■ Supplied data ■
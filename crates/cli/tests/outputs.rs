use std::path::PathBuf;
use std::process::Command;
use std::time::{SystemTime, UNIX_EPOCH};

fn temp_dir(prefix: &str) -> PathBuf {
    let nonce = SystemTime::now()
        .duration_since(UNIX_EPOCH)
        .unwrap()
        .as_nanos();
    let dir = std::env::temp_dir().join(format!("tracewalk-tests-{}-{}", prefix, nonce));
    let _ = std::fs::create_dir_all(&dir);
    dir
}

#[test]
fn test_cli_help() {
    let output = Command::new(env!("CARGO_BIN_EXE_tracewalk"))
        .arg("--help")
        .output()
        .expect("Failed to execute command");

    assert!(output.status.success());
    let stdout = String::from_utf8(output.stdout).unwrap();
    assert!(stdout.contains("Tracewalk Replayer"));
}

#[test]
fn test_cli_load_missing_file() {
    let output = Command::new(env!("CARGO_BIN_EXE_tracewalk"))
        .arg("-p")
        .arg("non_existent_payload.json")
        .output()
        .expect("Failed to execute command");

    // It should fail because the payload is missing
    assert!(!output.status.success());
}

#[test]
fn test_cli_report_outputs() {
    let payload = std::fs::canonicalize("../../tests/fixtures/payload-ok.json").unwrap();
    let dir = temp_dir("report");
    let report_dir = dir.join("artifacts");

    let output = Command::new(env!("CARGO_BIN_EXE_tracewalk"))
        .args([
            "--payload",
            payload.to_str().unwrap(),
            "--report-dir",
            report_dir.to_str().unwrap(),
        ])
        .output()
        .expect("Failed to execute command");

    assert!(output.status.success());

    let report_path = report_dir.join("report.json");
    assert!(report_path.exists());

    let report_content = std::fs::read_to_string(&report_path).unwrap();
    let report: serde_json::Value = serde_json::from_str(&report_content).unwrap();

    assert_eq!(report["status"], "pass");
    assert_eq!(report["steps"], 4);
    assert_eq!(report["blocks"], 4);
    assert_eq!(report["interactive"], true);
    assert_eq!(report["profile"], "x86_64-att");
    assert!(report["payload_hash"].as_str().is_some());
    assert!(report["payload"]
        .as_str()
        .unwrap()
        .contains("payload-ok.json"));

    let views = report["views"].as_array().unwrap();
    assert_eq!(views.len(), 4);
    assert_eq!(views[1]["added"][0], "x");
    assert_eq!(views[3]["active_block"]["label"], "assign x");

    // Clean up
    let _ = std::fs::remove_dir_all(&dir);
}

#[test]
fn test_cli_failed_compilation_exits_nonzero() {
    let payload = std::fs::canonicalize("../../tests/fixtures/payload-failed.json").unwrap();

    let output = Command::new(env!("CARGO_BIN_EXE_tracewalk"))
        .args(["--payload", payload.to_str().unwrap()])
        .output()
        .expect("Failed to execute command");

    assert!(!output.status.success());
    let stderr = String::from_utf8_lossy(&output.stderr);
    assert!(stderr.contains("Compilation failed"));
}

#[test]
fn test_cli_custom_profile() {
    let payload = std::fs::canonicalize("../../tests/fixtures/payload-ok.json").unwrap();
    let dir = temp_dir("profile");

    // Same dialect under a different name; the report records it.
    let profile_path = dir.join("profile.yaml");
    std::fs::write(
        &profile_path,
        r##"
name: "x86_64-att-lab"
step_marker: "# SNAPIDX"
entry_function: "main"
print_intrinsics: ["printf"]
call_mnemonic: "call"
frame_push: "pushq %rbp"
frame_setup: "movq %rsp, %rbp"
global_directive: ".globl"
"##,
    )
    .unwrap();

    let report_dir = dir.join("artifacts");
    let output = Command::new(env!("CARGO_BIN_EXE_tracewalk"))
        .args([
            "--payload",
            payload.to_str().unwrap(),
            "--profile",
            profile_path.to_str().unwrap(),
            "--report-dir",
            report_dir.to_str().unwrap(),
        ])
        .output()
        .expect("Failed to execute command");

    assert!(output.status.success());

    let report: serde_json::Value =
        serde_json::from_str(&std::fs::read_to_string(report_dir.join("report.json")).unwrap())
            .unwrap();
    assert_eq!(report["profile"], "x86_64-att-lab");

    let _ = std::fs::remove_dir_all(&dir);
}
/// Index over the raw assembly listing. Step-boundary marker lines are
/// located by position: the n-th marker corresponds ordinally to the n-th
/// snapshot of the run.
#[derive(Debug, Clone, Default)]
pub struct MarkerIndex {
    lines: Vec<String>,
    markers: Vec<usize>,
}

/// Accumulated listing span for one step: lines `[0, end)` are visible,
/// `highlight` is the marker row for the step, when one exists.
#[derive(Debug, Clone, Copy, PartialEq, Eq)]
pub struct ListingSpan {
    pub end: usize,
    pub highlight: Option<usize>,
}

impl MarkerIndex {
    /// Splits the listing into lines and records every line whose trimmed
    /// text starts with the marker token.
    pub fn parse(asm: &str, marker: &str) -> Self {
        let lines: Vec<String> = asm.lines().map(str::to_string).collect();
        let markers = lines
            .iter()
            .enumerate()
            .filter(|(_, line)| line.trim().starts_with(marker))
            .map(|(idx, _)| idx)
            .collect();
        Self { lines, markers }
    }

    pub fn lines(&self) -> &[String] {
        &self.lines
    }

    pub fn marker_count(&self) -> usize {
        self.markers.len()
    }

    /// Non-blank lines preceding the first marker: the compiler/runtime
    /// startup text the user did not write.
    pub fn prologue_instructions(&self) -> Vec<String> {
        let end = self.markers.first().copied().unwrap_or(self.lines.len());
        self.lines[..end]
            .iter()
            .filter(|line| !line.trim().is_empty())
            .cloned()
            .collect()
    }

    /// Visible span for `step`, reproducing the accumulated view: everything
    /// up to and including the marker ordinally matched to the step, with
    /// that marker row highlighted. Without markers the whole listing shows
    /// and nothing is highlighted.
    pub fn span_for_step(&self, step: usize) -> ListingSpan {
        if self.markers.is_empty() {
            return ListingSpan {
                end: self.lines.len(),
                highlight: None,
            };
        }
        let ordinal = if step + 1 < self.markers.len() {
            step + 1
        } else {
            self.markers.len() - 1
        };
        let row = self.markers[ordinal];
        ListingSpan {
            end: row + 1,
            highlight: Some(row),
        }
    }
}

■ The task ■
Without changing anything, quote the lines from the top of the data to the line that contains "assert!(report_path.exists());", including that line.

■ Your response ■
filename crates/cli/tests/outputs.rs
use std::path::PathBuf;
use std::process::Command;
use std::time::{SystemTime, UNIX_EPOCH};

fn temp_dir(prefix: &str) -> PathBuf {
    let nonce = SystemTime::now()
        .duration_since(UNIX_EPOCH)
        .unwrap()
        .as_nanos();
    let dir = std::env::temp_dir().join(format!("tracewalk-tests-{}-{}", prefix, nonce));
    let _ = std::fs::create_dir_all(&dir);
    dir
}

#[test]
fn test_cli_help() {
    let output = Command::new(env!("CARGO_BIN_EXE_tracewalk"))
        .arg("--help")
        .output()
        .expect("Failed to execute command");

    assert!(output.status.success());
    let stdout = String::from_utf8(output.stdout).unwrap();
    assert!(stdout.contains("Tracewalk Replayer"));
}

#[test]
fn test_cli_load_missing_file() {
    let output = Command::new(env!("CARGO_BIN_EXE_tracewalk"))
        .arg("-p")
        .arg("non_existent_payload.json")
        .output()
        .expect("Failed to execute command");

    // It should fail because the payload is missing
    assert!(!output.status.success());
}

#[test]
fn test_cli_report_outputs() {
    let payload = std::fs::canonicalize("../../tests/fixtures/payload-ok.json").unwrap();
    let dir = temp_dir("report");
    let report_dir = dir.join("artifacts");

    let output = Command::new(env!("CARGO_BIN_EXE_tracewalk"))
        .args([
            "--payload",
            payload.to_str().unwrap(),
            "--report-dir",
            report_dir.to_str().unwrap(),
        ])
        .output()
        .expect("Failed to execute command");

    assert!(output.status.success());

    let report_path = report_dir.join("report.json");
    assert!(report_path.exists());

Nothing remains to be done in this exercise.